Monday, 29 March 2010

Now. And then.

It’s Holy Week: the crux (and that’s precisely the word!) of the church’s liturgical year. The Gospels devote a surprising amount of space to the last week of the life of Jesus of Nazareth; six out of Mark’s sixteen chapters, for example. Like much else in the Bible and subsequent Christian teaching, however, we struggle to understand what it might all mean. We think we know and quite often reject the understanding we have inherited.

The genius of the Christian church was to preserve a memory of Jesus of Nazareth and his teaching. The problem for us in the 21st century is that it did so in terms which are now alien to us. However, the church also managed to preserve aspects of Jesus which contradict the orthodox view of him and his message. So Christians rapidly made him into a saviour and it’s doubtful whether he would have approved of that. By the way, didn’t they equally rapidly make the Buddha into a saviour?

‘Kenosis’ is a New Testament Greek word meaning something like ‘self-emptying’; letting go of my ego. Most of what Jesus taught only makes sense if we remember that. Good Friday also only makes sense in that light. Jesus taught and lived a life of ‘kenosis’. He did not ‘die for my sins’. He died because, at that point, in those circumstances, any other course of action would have been unthinkably inconsistent with his teaching and his way of living. His death was not unique. Lots of people have surrendered their lives willingly for the same reason.
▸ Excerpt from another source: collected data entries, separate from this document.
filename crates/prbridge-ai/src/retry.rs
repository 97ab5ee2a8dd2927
use std::sync::atomic::{AtomicU64, Ordering};
use std::time::{SystemTime, UNIX_EPOCH};

/// Total attempts (first try included) against the completion service.
pub const MAX_ATTEMPTS: usize = 6;
/// One backoff step; the delay before retry `n` is `2^(n-1)` steps.
pub const BACKOFF_UNIT_MS: u64 = 1_000;
pub const MAX_BACKOFF_MULTIPLIER: u64 = 32;
pub const JITTER_MAX_MS: u64 = 500;
pub const TRANSIENT_STATUSES: [u16; 5] = [429, 500, 502, 503, 504];

static REQUEST_COUNTER: AtomicU64 = AtomicU64::new(1);
static JITTER_COUNTER: AtomicU64 = AtomicU64::new(1);

pub fn is_transient_status(status: u16) -> bool {
    TRANSIENT_STATUSES.contains(&status)
}

/// Deterministic part of the delay after a failed `attempt` (1-based).
pub fn backoff_delay_ms(attempt: usize, unit_ms: u64) -> u64 {
    let exponent = attempt.saturating_sub(1).min(16) as u32;
    let multiplier = (1_u64 << exponent).min(MAX_BACKOFF_MULTIPLIER);
    unit_ms.saturating_mul(multiplier)
}

fn jitter_ms(max_ms: u64) -> u64 {
    if max_ms == 0 {
        return 0;
    }
    let nanos = SystemTime::now()
        .duration_since(UNIX_EPOCH)
        .unwrap_or_default()
        .subsec_nanos() as u64;
    let seed = JITTER_COUNTER.fetch_add(1, Ordering::Relaxed) ^ nanos;
    let mixed = seed.wrapping_mul(0x9E37_79B9_7F4A_7C15).rotate_left(17) ^ 0xA24B_AED4_963E_E407;
    mixed % max_ms.saturating_add(1)
}

/// Backoff plus bounded jitter in `[0, jitter_max_ms]`.
pub fn retry_delay_ms(attempt: usize, unit_ms: u64, jitter_max_ms: u64) -> u64 {
    backoff_delay_ms(attempt, unit_ms).saturating_add(jitter_ms(jitter_max_ms))
}

pub fn new_request_id() -> String {
    let millis = SystemTime::now()
        .duration_since(UNIX_EPOCH)
        .unwrap_or_default()
        .as_millis();
    let count = REQUEST_COUNTER.fetch_add(1, Ordering::Relaxed);
    format!("prbridge-{millis}-{count}")
}
//! Extraction and fail-closed validation of model-proposed change-sets.
//!
//! A [`ValidatedChangeSet`] can only be obtained from [`validate_change_set`],
//! so anything that mutates the repository is unreachable on a rejected batch.

use std::sync::OnceLock;

use regex::Regex;
use serde_json::{Map, Value};
use thiserror::Error;

use crate::path_policy::PathAllowlist;

pub const DEFAULT_PULL_REQUEST_TITLE: &str = "AI PR";
pub const DEFAULT_COMMIT_MESSAGE: &str = "chore: AI changes";

#[derive(Debug, Clone, PartialEq, Eq, Error)]
/// Enumerates supported `ChangeSetError` values.
pub enum ChangeSetError {
    #[error("No JSON object found in model output.")]
    NoJsonObject,
    #[error("invalid JSON in model output: {0}")]
    InvalidJson(String),
    #[error("model output JSON must be an object")]
    NotAnObject,
    #[error("`{field}` must be a string")]
    InvalidField { field: &'static str },
    #[error("`changes` must be a non-empty list.")]
    EmptyChanges,
    #[error("each change must be an object (change #{index} is not).")]
    EntryNotObject { index: usize },
    #[error("invalid change entry #{index}: {reason}")]
    InvalidEntry { index: usize, reason: String },
    #[error("Path not allowed: {path} (allowed: {allowed})")]
    PathNotAllowed { path: String, allowed: String },
    #[error("Invalid path: {path} ({reason})")]
    InvalidPath { path: String, reason: &'static str },
    #[error("missing `content` for {path}")]
    MissingContent { path: String },
    #[error("`content` for {path} must be a string")]
    InvalidContent { path: String },
}

impl ChangeSetError {
    /// True when no JSON object could be recovered from the model output at all.
    pub fn is_parse_failure(&self) -> bool {
        matches!(
            self,
            Self::NoJsonObject | Self::InvalidJson(_) | Self::NotAnObject
        )
    }
}

#[derive(Debug, Clone, PartialEq, Eq)]
/// Enumerates supported `ChangeAction` values.
pub enum ChangeAction {
    Upsert { content: String },
    Delete,
}

impl ChangeAction {
    pub fn label(&self) -> &'static str {
        match self {
            Self::Upsert { .. } => "upsert",
            Self::Delete => "delete",
        }
    }
}

#[derive(Debug, Clone, PartialEq, Eq)]
/// Public struct `ChangeEntry` used across bridge components.
pub struct ChangeEntry {
    pub path: String,
    pub action: ChangeAction,
}

#[derive(Debug, Clone, PartialEq, Eq)]
/// A change-set whose every entry passed schema and allowlist validation.
pub struct ValidatedChangeSet {
    title: String,
    body: String,
    commit_message: String,
    changes: Vec<ChangeEntry>,
}

impl ValidatedChangeSet {
    pub fn title(&self) -> &str {
        &self.title
    }

    pub fn body(&self) -> &str {
        &self.body
    }

    pub fn commit_message(&self) -> &str {
        &self.commit_message
    }

    pub fn changes(&self) -> &[ChangeEntry] {
        &self.changes
    }
}

fn first_object_span_regex() -> &'static Regex {
    static PATTERN: OnceLock<Regex> = OnceLock::new();
    PATTERN.get_or_init(|| Regex::new(r"(?s)\{.*\}").expect("static regex must compile"))
}

/// Parses model text as JSON, falling back to the outermost `{...}` span when
/// the object is wrapped in prose or code fences.
pub fn extract_change_set_document(text: &str) -> Result<Map<String, Value>, ChangeSetError> {
    let text = text.trim();
    let value = match serde_json::from_str::<Value>(text) {
        Ok(value) => value,
        Err(_) => {
            let span = first_object_span_regex()
                .find(text)
                .ok_or(ChangeSetError::NoJsonObject)?;
            serde_json::from_str::<Value>(span.as_str())
                .map_err(|error| ChangeSetError::InvalidJson(error.to_string()))?
        }
    };
    match value {
        Value::Object(document) => Ok(document),
        _ => Err(ChangeSetError::NotAnObject),
    }
}

/// Validates the whole batch, stopping at the first violation.
pub fn validate_change_set(
    document: &Map<String, Value>,
    allowlist: &PathAllowlist,
) -> Result<ValidatedChangeSet, ChangeSetError> {
    let entries = match document.get("changes") {
        Some(Value::Array(entries)) if !entries.is_empty() => entries,
        _ => return Err(ChangeSetError::EmptyChanges),
    };

    let mut changes = Vec::with_capacity(entries.len());
    for (offset, entry) in entries.iter().enumerate() {
        changes.push(validate_change_entry(offset + 1, entry, allowlist)?);
    }

    // Entry violations are reported before header field violations.
    let title = optional_string_field(document, "title")?
        .filter(|title| !title.is_empty())
        .unwrap_or(DEFAULT_PULL_REQUEST_TITLE)
        .to_string();
    let body = optional_string_field(document, "body")?
        .unwrap_or_default()
        .to_string();
    let commit_message = optional_string_field(document, "commit_message")?
        .filter(|message| !message.is_empty())
        .unwrap_or(DEFAULT_COMMIT_MESSAGE)
        .to_string();

    Ok(ValidatedChangeSet {
        title,
        body,
        commit_message,
        changes,
    })
}

/// Extraction followed by validation.
pub fn parse_and_validate_change_set(
    text: &str,
    allowlist: &PathAllowlist,
) -> Result<ValidatedChangeSet, ChangeSetError> {
    let document = extract_change_set_document(text)?;
    validate_change_set(&document, allowlist)
}

fn validate_change_entry(
    index: usize,
    entry: &Value,
    allowlist: &PathAllowlist,
) -> Result<ChangeEntry, ChangeSetError> {
    let Value::Object(entry) = entry else {
        return Err(ChangeSetError::EntryNotObject { index });
    };

    let path = entry
        .get("path")
        .and_then(Value::as_str)
        .map(str::trim)
        .unwrap_or_default();
    if path.is_empty() {
        return Err(ChangeSetError::InvalidEntry {
            index,
            reason: "`path` must be a non-empty string".to_string(),
        });
    }
    let action = entry
        .get("action")
        .and_then(Value::as_str)
        .map(str::trim)
        .unwrap_or_default();
    if action != "upsert" && action != "delete" {
        return Err(ChangeSetError::InvalidEntry {
            index,
            reason: format!("`action` for {path} must be \"upsert\" or \"delete\""),
        });
    }

    let decision = allowlist.evaluate(path);
    if !decision.accepted {
        return Err(match decision.reason_code {
            "deny_parent_traversal" => ChangeSetError::InvalidPath {
                path: path.to_string(),
                reason: "parent-directory traversal is not allowed",
            },
            "deny_absolute_path" => ChangeSetError::InvalidPath {
                path: path.to_string(),
                reason: "absolute paths are not allowed",
            },
            "deny_control_character" => ChangeSetError::InvalidPath {
                path: path.escape_debug().to_string(),
                reason: "control characters are not allowed",
            },
            "deny_missing_file_name" => ChangeSetError::InvalidPath {
                path: path.to_string(),
                reason: "path must name a file",
            },
            _ => ChangeSetError::PathNotAllowed {
                path: path.to_string(),
                allowed: allowlist.display_list(),
            },
        });
    }

    let action = if action == "delete" {
        ChangeAction::Delete
    } else {
        match entry.get("content") {
            None | Some(Value::Null) => {
                return Err(ChangeSetError::MissingContent {
                    path: path.to_string(),
                })
            }
            Some(Value::String(content)) => ChangeAction::Upsert {
                content: content.clone(),
            },
            Some(_) => {
                return Err(ChangeSetError::InvalidContent {
                    path: path.to_string(),
                })
            }
        }
    };

    Ok(ChangeEntry {
        path: path.to_string(),
        action,
    })
}

fn optional_string_field<'a>(
    document: &'a Map<String, Value>,
    field: &'static str,
) -> Result<Option<&'a str>, ChangeSetError> {
    match document.get(field) {
        None | Some(Value::Null) => Ok(None),
        Some(Value::String(value)) => Ok(Some(value.trim())),
        Some(_) => Err(ChangeSetError::InvalidField { field }),
    }
}
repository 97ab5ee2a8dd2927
//! Pure helpers for the issue-comment PR bridge.
//! This crate owns command parsing, prompt rendering, change-set extraction and
//! validation, and issue-comment rendering; it performs no I/O.

pub mod change_set;
pub mod github_transport_helpers;
pub mod issue_command_parser;
pub mod issue_prompt_helpers;
pub mod issue_render;
pub mod issue_runtime_helpers;
pub mod path_policy;
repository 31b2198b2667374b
pub mod factory;
pub mod repositories;
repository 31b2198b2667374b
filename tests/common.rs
#![allow(dead_code)]

use lesson_booking_backend::{
    api::router::create_router,
    config::Config,
    infra::repositories::{
        sqlite_booking_repo::SqliteBookingRepo, sqlite_class_repo::SqliteClassRepo,
        sqlite_instructor_repo::SqliteInstructorRepo,
    },
    state::AppState,
};

use axum::{
    body::Body,
    http::{header, Request},
    response::Response,
    Router,
};
use chrono::{Duration, Utc};
use serde_json::{json, Value};
use sqlx::sqlite::{SqliteConnectOptions, SqlitePoolOptions};
use sqlx::{Pool, Sqlite};
use std::str::FromStr;
use std::sync::Arc;
use tower::ServiceExt;
use uuid::Uuid;

pub struct TestApp {
    pub router: Router,
    pub pool: Pool<Sqlite>,
    pub db_filename: String,
}

impl TestApp {
    pub async fn new() -> Self {
        let db_filename = format!("test_{}.db", Uuid::new_v4());
        let db_url = format!("sqlite://{}?mode=rwc", db_filename);

        let connection_options = SqliteConnectOptions::from_str(&db_url)
            .unwrap()
            .create_if_missing(true)
            .foreign_keys(true);

        let pool = SqlitePoolOptions::new()
            .connect_with(connection_options)
            .await
            .expect("Failed to connect to test db");

        sqlx::migrate!("./migrations")
            .run(&pool)
            .await
            .expect("Failed to migrate test db");

        let config = Config { database_url: db_url, port: 0 };

        let state = Arc::new(AppState {
            config,
            instructor_repo: Arc::new(SqliteInstructorRepo::new(pool.clone())),
            class_repo: Arc::new(SqliteClassRepo::new(pool.clone())),
            booking_repo: Arc::new(SqliteBookingRepo::new(pool.clone())),
        });

        let router = create_router(state);

        Self { router, pool, db_filename }
    }

    pub async fn get(&self, uri: &str) -> Response {
        self.router
            .clone()
            .oneshot(Request::builder().method("GET").uri(uri).body(Body::empty()).unwrap())
            .await
            .unwrap()
    }

    pub async fn post_json(&self, uri: &str, payload: &Value) -> Response {
        self.router
            .clone()
            .oneshot(
                Request::builder()
                    .method("POST")
                    .uri(uri)
                    .header(header::CONTENT_TYPE, "application/json")
                    .body(Body::from(payload.to_string()))
                    .unwrap(),
            )
            .await
            .unwrap()
    }

    pub async fn put_json(&self, uri: &str, payload: &Value) -> Response {
        self.router
            .clone()
            .oneshot(
                Request::builder()
                    .method("PUT")
                    .uri(uri)
                    .header(header::CONTENT_TYPE, "application/json")
                    .body(Body::from(payload.to_string()))
                    .unwrap(),
            )
            .await
            .unwrap()
    }

    pub async fn delete(&self, uri: &str) -> Response {
        self.router
            .clone()
            .oneshot(Request::builder().method("DELETE").uri(uri).body(Body::empty()).unwrap())
            .await
            .unwrap()
    }

    pub async fn create_instructor(&self, name: &str) -> Value {
        let res = self
            .post_json(
                "/api/v1/instructors",
                &json!({
                    "name": name,
                    "email": format!("{}@studio.example", name.to_lowercase().replace(' ', ".")),
                    "phone": "+1 555 0100",
                    "bio": "Teaches at the studio.",
                    "specialization": "Piano, Guitar",
                    "hourly_rate_cents": 6500
                }),
            )
            .await;
        assert!(res.status().is_success(), "create_instructor failed: {}", res.status());
        parse_body(res).await
    }

    /// Creates a class `days_from_now` days out (negative for a past slot).
    pub async fn create_class(
        &self,
        instructor_id: i64,
        instrument: &str,
        level: &str,
        days_from_now: i64,
    ) -> Value {
        let res = self
            .post_json(
                "/api/v1/classes",
                &json!({
                    "instructor_id": instructor_id,
                    "instrument": instrument,
                    "level": level,
                    "scheduled_at": (Utc::now() + Duration::days(days_from_now)).to_rfc3339(),
                    "price_cents": 5000,
                    "description": format!("{} lesson", instrument)
                }),
            )
            .await;
        assert!(res.status().is_success(), "create_class failed: {}", res.status());
        parse_body(res).await
    }

    /// Full-row update that only swaps the status, keeping the rest as created.
    pub async fn set_class_status(&self, class: &Value, status: &str) -> Value {
        let res = self
            .put_json(
                &format!("/api/v1/classes/{}", class["id"].as_i64().unwrap()),
                &json!({
                    "instructor_id": class["instructor_id"],
                    "instrument": class["instrument"],
                    "level": class["level"],
                    "scheduled_at": class["scheduled_at"],
                    "duration_minutes": class["duration_minutes"],
                    "price_cents": class["price_cents"],
                    "description": class["description"],
                    "status": status
                }),
            )
            .await;
        assert!(res.status().is_success(), "set_class_status failed: {}", res.status());
        parse_body(res).await
    }

    pub async fn book_class(&self, class_id: i64, student: &str) -> Response {
        self.post_json(
            "/api/v1/bookings",
            &json!({
                "class_id": class_id,
                "student_name": student,
                "student_email": format!("{}@mail.example", student.to_lowercase()),
                "student_phone": "+1 555 0199"
            }),
        )
        .await
    }
}

impl Drop for TestApp {
    fn drop(&mut self) {
        let _ = std::fs::remove_file(&self.db_filename);
    }
}

pub async fn parse_body(response: Response) -> Value {
    let bytes = axum::body::to_bytes(response.into_body(), usize::MAX).await.unwrap();
    serde_json::from_slice(&bytes).unwrap()
}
What Jesus did was to point to and demonstrate profound truths about what it is to be truly human. His was the power of living each moment as it comes, as it is, without burdens from the past or worries about the future. The thrust of his teaching is: the Kingdom is always present and available to us – now, and if you look anywhere (or perhaps I should say ‘anywhen’) else you’ll miss it. This is what he called ‘the narrow gate’ which few find.

The effect of the church’s annual round of festivals is to obscure this fundamental truth. For example, if I attend a Holy Week service recalling that last week of his life, I do it now. On Maundy Thursday I do it now. On Good Friday I may be recalling the then of that first Good Friday but I am doing so now. I am writing these words now and you (whoever or wherever you may be) are reading them now (whenever that may be). There is only always the eternal Now in which I can experience the power of (to use the Christian word) the resurrection. A church service too often says, ‘Look back to where you’ve come from; and look forward to where you’re heading. Jesus says, ‘Leave the dead to bury their dead’. Don’t be concerned about the future – ‘consider the lilies of the field’.

The Gospel, the good news, is: there isn’t anything else to know or do. The price (if that is the right word) is to let go of ego which is almost exclusively concerned with past and future. It’s not that we don’t have to remember and plan; only that to be fully human we must get the present right and then past and future begin to fall into place.